Really? I'm trying to come up with examples and failing, but I trust you will jog my memory with suitable cases (at which point I am going to be very embarrassed that I can't think of any :) ).
Chamberlain after Norway and Eden after Suez are the closest that I can think of**. And Eden tried fairly hard to hold on to power, in the absence of the cynical considerations that apply to Bibi (I generally have a pretty high opinion of Eden and view it as a pity that his final act was such a tragic failure, based significantly on misreading Eisenhower's reasonably clear IMHO communications).
I don't recall Meir offering to resign after the Yom Kippur debacle (she did eventually resign in June 1974, but only after Alignment lost five seats in the Dec 73 election and even then she managed to form a government (granted a very short lived one, since the Agranat Commission interim report released April 1 1974 held her sort of vaguely responsible). FDR didn't resign after the debacle (that could have been far worse) of Pearl Harbor and the opening weeks of the Philippine/Indonesian campaign(s).
** I'm having a somewhat hard time coming up with many examples of military or paramilitary (as in Hamas) debacles where
1) either the security apparatus broadly, military, intelligence, diplomatic, etc. was caught napping as badly 10/7/23 and 12/7/41, or else a truly spectacular own goal like 1971 in Pakistan or the Falklands for the Galtieri regime; and
2) a typical post-WW2 first world level of democratic accountability.
Suez was a badly failed adventure for France (successful overall for Israel), but Mollet did not offer to resign (he did resign as PM eight months later, but hardly voluntarily - maintaining a working majority in the late Fourth Republic was hard for anyone).

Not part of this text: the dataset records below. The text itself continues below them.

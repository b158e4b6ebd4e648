mod customer;
mod loan;
mod movie;
mod topic;

pub use customer::HttpCustomerRepository;
pub use loan::HttpLoanRepository;
pub use movie::HttpMovieRepository;
pub use topic::HttpTopicRepository;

The problem with this assessment is that if you think Netanyahu is an untrustworthy weasel who should step down and that Israel should not blow Gaza to smithereens, the time to make that argument is *before* Gaza is blown to smithereens. It's extremely stupid to suddenly start making this argument when Gaza is 85% blown to smithereens. Like, look, the post war governance problem in Gaza was *always* there and stopping now will only change two things:
1) 15ish% of Gaza will be slightly less blown to smithereens
2) Hamas gets to claim a victory like Hezbollah did when Israel left Lebanon
That's it. There is no do over button. The idea that the Gaza governance problem hinges on whether Israel steps foot in Rafah or not is absurd.
And, no, I think there is ample evidence that Biden is operating on political expediency. The reason he didn't vocally, publicly, consistently raise these concerns (up to and including threatening arms shipments) right after October 7 was because everyone was very pro-Israel at that moment. If he was deeply worried about humanitarian disaster and post-war governance in Gaza he should have been aggressively pushing those points before most of Gaza was rubble. He's doing it now because public sentiment has shifted. This is not confidence instilling *at all.* Benjamin Netanyahu is a weasel. That doesn't mean Biden isn't overwhelmingly responding to public sentiment either.
Here's my two cents of gut level analysis. The reason left of center people in the USA don't like Netanyahu isn't because he is a weasel. Weasel politicians are a dime a dozen. They dislike him because he successfully obstructed Barak Obama much like Ted Cruz did. The criticism I'm most inclined to trust on Netanyahu is not American liberals. It's right wing Israelis. These analyses are available. I almost never see them presented in American media.